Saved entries
******

use crate::{
    dsp::envelope::Envelope,
    graph::node::{GraphNode, RenderCtx},
};

/// Renders envelope levels; used as the modulator of an [`Amplify`].
///
/// [`Amplify`]: crate::graph::amplify::Amplify
pub struct EnvNode {
    env: Envelope,
}

impl EnvNode {
    pub fn new(env: Envelope) -> Self {
        Self { env }
    }

    pub fn decay(peak: f32, decay: f32) -> Self {
        Self::new(Envelope::decay(peak, decay))
    }
}

impl GraphNode for EnvNode {
    fn render_block(&mut self, out: &mut [f32], ctx: &RenderCtx) {
        self.env.render(out, ctx);
    }
}
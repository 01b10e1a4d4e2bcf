#[cfg(feature = "serde")]
use serde::{Deserialize, Serialize};

/*
Bus Graph
=========

    output ← master (0.4) ┬← music (0.25)   sequencer plucks
                          └← sfx   (0.6)    catalog effects

Music and effects are balanced against each other without touching either
one's internal mix; master sets the overall level. The tree is fixed: buses
are created master first, then music, then sfx, and levels never change after
construction.
*/

/// One of the three mixing buses.
#[derive(Debug, Clone, Copy, PartialEq, Eq, Hash)]
pub enum Bus {
    Master,
    Music,
    Sfx,
}

impl Bus {
    /// Construction order: every parent precedes its children.
    pub const ALL: [Bus; 3] = [Bus::Master, Bus::Music, Bus::Sfx];

    pub fn name(self) -> &'static str {
        match self {
            Bus::Master => "master",
            Bus::Music => "music",
            Bus::Sfx => "sfx",
        }
    }

    /// The bus this one feeds, `None` for the device output.
    pub fn parent(self) -> Option<Bus> {
        match self {
            Bus::Master => None,
            Bus::Music | Bus::Sfx => Some(Bus::Master),
        }
    }

    pub(crate) fn index(self) -> usize {
        match self {
            Bus::Master => 0,
            Bus::Music => 1,
            Bus::Sfx => 2,
        }
    }
}

/// Relative level of each bus, each in [0, 1].
#[cfg_attr(feature = "serde", derive(Serialize, Deserialize))]
#[derive(Debug, Clone, Copy, PartialEq)]
pub struct BusLevels {
    pub master: f32,
    pub music: f32,
    pub sfx: f32,
}

impl BusLevels {
    /// Levels clamped into [0, 1].
    pub fn new(master: f32, music: f32, sfx: f32) -> Self {
        Self {
            master: master.clamp(0.0, 1.0),
            music: music.clamp(0.0, 1.0),
            sfx: sfx.clamp(0.0, 1.0),
        }
    }

    pub fn level(&self, bus: Bus) -> f32 {
        match bus {
            Bus::Master => self.master,
            Bus::Music => self.music,
            Bus::Sfx => self.sfx,
        }
    }

    /// Total gain from `bus` to the device: the product of levels up the tree.
    pub fn gain_to_output(&self, bus: Bus) -> f32 {
        let mut gain = self.level(bus);
        let mut node = bus.parent();
        while let Some(parent) = node {
            gain *= self.level(parent);
            node = parent.parent();
        }
        gain
    }
}

impl Default for BusLevels {
    fn default() -> Self {
        Self {
            master: 0.4,
            music: 0.25,
            sfx: 0.6,
        }
    }
}

#[cfg(test)]
mod tests {
    use super::*;

    #[test]
    fn tree_has_depth_two() {
        for bus in Bus::ALL {
            let depth = std::iter::successors(Some(bus), |b| b.parent()).count();
            assert!(depth <= 2, "{} is {} deep", bus.name(), depth);
        }
        assert_eq!(Bus::Music.parent(), Some(Bus::Master));
        assert_eq!(Bus::Sfx.parent(), Some(Bus::Master));
        assert_eq!(Bus::Master.parent(), None);
    }

    #[test]
    fn construction_order_puts_parents_first() {
        for (i, bus) in Bus::ALL.iter().enumerate() {
            if let Some(parent) = bus.parent() {
                let parent_pos = Bus::ALL.iter().position(|b| *b == parent).unwrap();
                assert!(parent_pos < i);
            }
        }
    }

    #[test]
    fn default_gains_multiply_through_master() {
        let levels = BusLevels::default();
        assert!((levels.gain_to_output(Bus::Master) - 0.4).abs() < 1e-6);
        assert!((levels.gain_to_output(Bus::Music) - 0.1).abs() < 1e-6);
        assert!((levels.gain_to_output(Bus::Sfx) - 0.24).abs() < 1e-6);
    }

    #[test]
    fn levels_are_clamped() {
        let levels = BusLevels::new(1.5, -0.2, 0.6);
        assert_eq!(levels.master, 1.0);
        assert_eq!(levels.music, 0.0);
    }
}
#[cfg(feature = "serde")]
use serde::{Deserialize, Serialize};

use crate::synth::bus::BusLevels;

/// Engine settings, fixed at construction.
///
/// ```ignore
/// let config = EngineConfig::default().tempo(140.0).noise_seed(7);
/// ```
#[cfg_attr(feature = "serde", derive(Serialize, Deserialize))]
#[cfg_attr(feature = "serde", serde(default))]
#[derive(Debug, Clone, PartialEq)]
pub struct EngineConfig {
    /// Backline tempo in beats per minute
    pub tempo: f64,
    /// Seconds between scheduling passes
    pub poll_interval: f64,
    /// How far ahead of the clock notes are committed, in seconds. Also the
    /// delay before the first note after starting.
    pub schedule_ahead: f64,
    /// A pass this far behind the schedule skips missed steps instead of
    /// committing them all at once
    pub stall_threshold: f64,
    pub levels: BusLevels,
    /// Most voices the mixer renders at once
    pub max_voices: usize,
    /// Capacity of the engine to mixer voice queue
    pub queue_capacity: usize,
    /// Seed for noise bursts. `None` seeds from the OS.
    pub noise_seed: Option<u64>,
}

impl Default for EngineConfig {
    fn default() -> Self {
        Self {
            tempo: 130.0,
            poll_interval: 0.025,
            schedule_ahead: 0.1,
            stall_threshold: 0.5,
            levels: BusLevels::default(),
            max_voices: 64,
            queue_capacity: 256,
            noise_seed: None,
        }
    }
}

impl EngineConfig {
    pub fn tempo(mut self, bpm: f64) -> Self {
        self.tempo = bpm;
        self
    }

    pub fn poll_interval(mut self, seconds: f64) -> Self {
        self.poll_interval = seconds;
        self
    }

    pub fn schedule_ahead(mut self, seconds: f64) -> Self {
        self.schedule_ahead = seconds;
        self
    }

    pub fn stall_threshold(mut self, seconds: f64) -> Self {
        self.stall_threshold = seconds;
        self
    }

    pub fn levels(mut self, levels: BusLevels) -> Self {
        self.levels = levels;
        self
    }

    pub fn max_voices(mut self, max_voices: usize) -> Self {
        self.max_voices = max_voices;
        self
    }

    pub fn queue_capacity(mut self, capacity: usize) -> Self {
        self.queue_capacity = capacity;
        self
    }

    pub fn noise_seed(mut self, seed: u64) -> Self {
        self.noise_seed = Some(seed);
        self
    }
}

******

Instructions for the task: Print the data again exactly.

Written solution:
use crate::{
    dsp::envelope::Envelope,
    graph::node::{GraphNode, RenderCtx},
};

/// Renders envelope levels; used as the modulator of an [`Amplify`].
///
/// [`Amplify`]: crate::graph::amplify::Amplify
pub struct EnvNode {
    env: Envelope,
}

impl EnvNode {
    pub fn new(env: Envelope) -> Self {
        Self { env }
    }

    pub fn decay(peak: f32, decay: f32) -> Self {
        Self::new(Envelope::decay(peak, decay))
    }
}

impl GraphNode for EnvNode {
    fn render_block(&mut self, out: &mut [f32], ctx: &RenderCtx) {
        self.env.render(out, ctx);
    }
}
repository 01b10e1a4d4e2bcf
#[cfg(feature = "serde")]
use serde::{Deserialize, Serialize};

/*
Bus Graph
=========

    output ← master (0.4) ┬← music (0.25)   sequencer plucks
                          └← sfx   (0.6)    catalog effects

Music and effects are balanced against each other without touching either
one's internal mix; master sets the overall level. The tree is fixed: buses
are created master first, then music, then sfx, and levels never change after
construction.
*/

/// One of the three mixing buses.
#[derive(Debug, Clone, Copy, PartialEq, Eq, Hash)]
pub enum Bus {
    Master,
    Music,
    Sfx,
}

impl Bus {
    /// Construction order: every parent precedes its children.
    pub const ALL: [Bus; 3] = [Bus::Master, Bus::Music, Bus::Sfx];

    pub fn name(self) -> &'static str {
        match self {
            Bus::Master => "master",
            Bus::Music => "music",
            Bus::Sfx => "sfx",
        }
    }

    /// The bus this one feeds, `None` for the device output.
    pub fn parent(self) -> Option<Bus> {
        match self {
            Bus::Master => None,
            Bus::Music | Bus::Sfx => Some(Bus::Master),
        }
    }

    pub(crate) fn index(self) -> usize {
        match self {
            Bus::Master => 0,
            Bus::Music => 1,
            Bus::Sfx => 2,
        }
    }
}

/// Relative level of each bus, each in [0, 1].
#[cfg_attr(feature = "serde", derive(Serialize, Deserialize))]
#[derive(Debug, Clone, Copy, PartialEq)]
pub struct BusLevels {
    pub master: f32,
    pub music: f32,
    pub sfx: f32,
}

impl BusLevels {
    /// Levels clamped into [0, 1].
    pub fn new(master: f32, music: f32, sfx: f32) -> Self {
        Self {
            master: master.clamp(0.0, 1.0),
            music: music.clamp(0.0, 1.0),
            sfx: sfx.clamp(0.0, 1.0),
        }
    }

    pub fn level(&self, bus: Bus) -> f32 {
        match bus {
            Bus::Master => self.master,
            Bus::Music => self.music,
            Bus::Sfx => self.sfx,
        }
    }

    /// Total gain from `bus` to the device: the product of levels up the tree.
    pub fn gain_to_output(&self, bus: Bus) -> f32 {
        let mut gain = self.level(bus);
        let mut node = bus.parent();
        while let Some(parent) = node {
            gain *= self.level(parent);
            node = parent.parent();
        }
        gain
    }
}

impl Default for BusLevels {
    fn default() -> Self {
        Self {
            master: 0.4,
            music: 0.25,
            sfx: 0.6,
        }
    }
}

#[cfg(test)]
mod tests {
    use super::*;

    #[test]
    fn tree_has_depth_two() {
        for bus in Bus::ALL {
            let depth = std::iter::successors(Some(bus), |b| b.parent()).count();
            assert!(depth <= 2, "{} is {} deep", bus.name(), depth);
        }
        assert_eq!(Bus::Music.parent(), Some(Bus::Master));
        assert_eq!(Bus::Sfx.parent(), Some(Bus::Master));
        assert_eq!(Bus::Master.parent(), None);
    }

    #[test]
    fn construction_order_puts_parents_first() {
        for (i, bus) in Bus::ALL.iter().enumerate() {
            if let Some(parent) = bus.parent() {
                let parent_pos = Bus::ALL.iter().position(|b| *b == parent).unwrap();
                assert!(parent_pos < i);
            }
        }
    }

    #[test]
    fn default_gains_multiply_through_master() {
        let levels = BusLevels::default();
        assert!((levels.gain_to_output(Bus::Master) - 0.4).abs() < 1e-6);
        assert!((levels.gain_to_output(Bus::Music) - 0.1).abs() < 1e-6);
        assert!((levels.gain_to_output(Bus::Sfx) - 0.24).abs() < 1e-6);
    }

    #[test]
    fn levels_are_clamped() {
        let levels = BusLevels::new(1.5, -0.2, 0.6);
        assert_eq!(levels.master, 1.0);
        assert_eq!(levels.music, 0.0);
    }
}
#[cfg(feature = "serde")]
use serde::{Deserialize, Serialize};

use crate::synth::bus::BusLevels;

/// Engine settings, fixed at construction.
///
/// ```ignore
/// let config = EngineConfig::default().tempo(140.0).noise_seed(7);
/// ```
#[cfg_attr(feature = "serde", derive(Serialize, Deserialize))]
#[cfg_attr(feature = "serde", serde(default))]
#[derive(Debug, Clone, PartialEq)]
pub struct EngineConfig {
    /// Backline tempo in beats per minute
    pub tempo: f64,
    /// Seconds between scheduling passes
    pub poll_interval: f64,
    /// How far ahead of the clock notes are committed, in seconds. Also the
    /// delay before the first note after starting.
    pub schedule_ahead: f64,
    /// A pass this far behind the schedule skips missed steps instead of
    /// committing them all at once
    pub stall_threshold: f64,
    pub levels: BusLevels,
    /// Most voices the mixer renders at once
    pub max_voices: usize,
    /// Capacity of the engine to mixer voice queue
    pub queue_capacity: usize,
    /// Seed for noise bursts. `None` seeds from the OS.
    pub noise_seed: Option<u64>,
}

impl Default for EngineConfig {
    fn default() -> Self {
        Self {
            tempo: 130.0,
            poll_interval: 0.025,
            schedule_ahead: 0.1,
            stall_threshold: 0.5,
            levels: BusLevels::default(),
            max_voices: 64,
            queue_capacity: 256,
            noise_seed: None,
        }
    }
}

impl EngineConfig {
    pub fn tempo(mut self, bpm: f64) -> Self {
        self.tempo = bpm;
        self
    }

    pub fn poll_interval(mut self, seconds: f64) -> Self {
        self.poll_interval = seconds;
        self
    }

    pub fn schedule_ahead(mut self, seconds: f64) -> Self {
        self.schedule_ahead = seconds;
        self
    }

    pub fn stall_threshold(mut self, seconds: f64) -> Self {
        self.stall_threshold = seconds;
        self
    }

    pub fn levels(mut self, levels: BusLevels) -> Self {
        self.levels = levels;
        self
    }

    pub fn max_voices(mut self, max_voices: usize) -> Self {
        self.max_voices = max_voices;
        self
    }

    pub fn queue_capacity(mut self, capacity: usize) -> Self {
        self.queue_capacity = capacity;
        self
    }

    pub fn noise_seed(mut self, seed: u64) -> Self {
        self.noise_seed = Some(seed);
        self
    }
}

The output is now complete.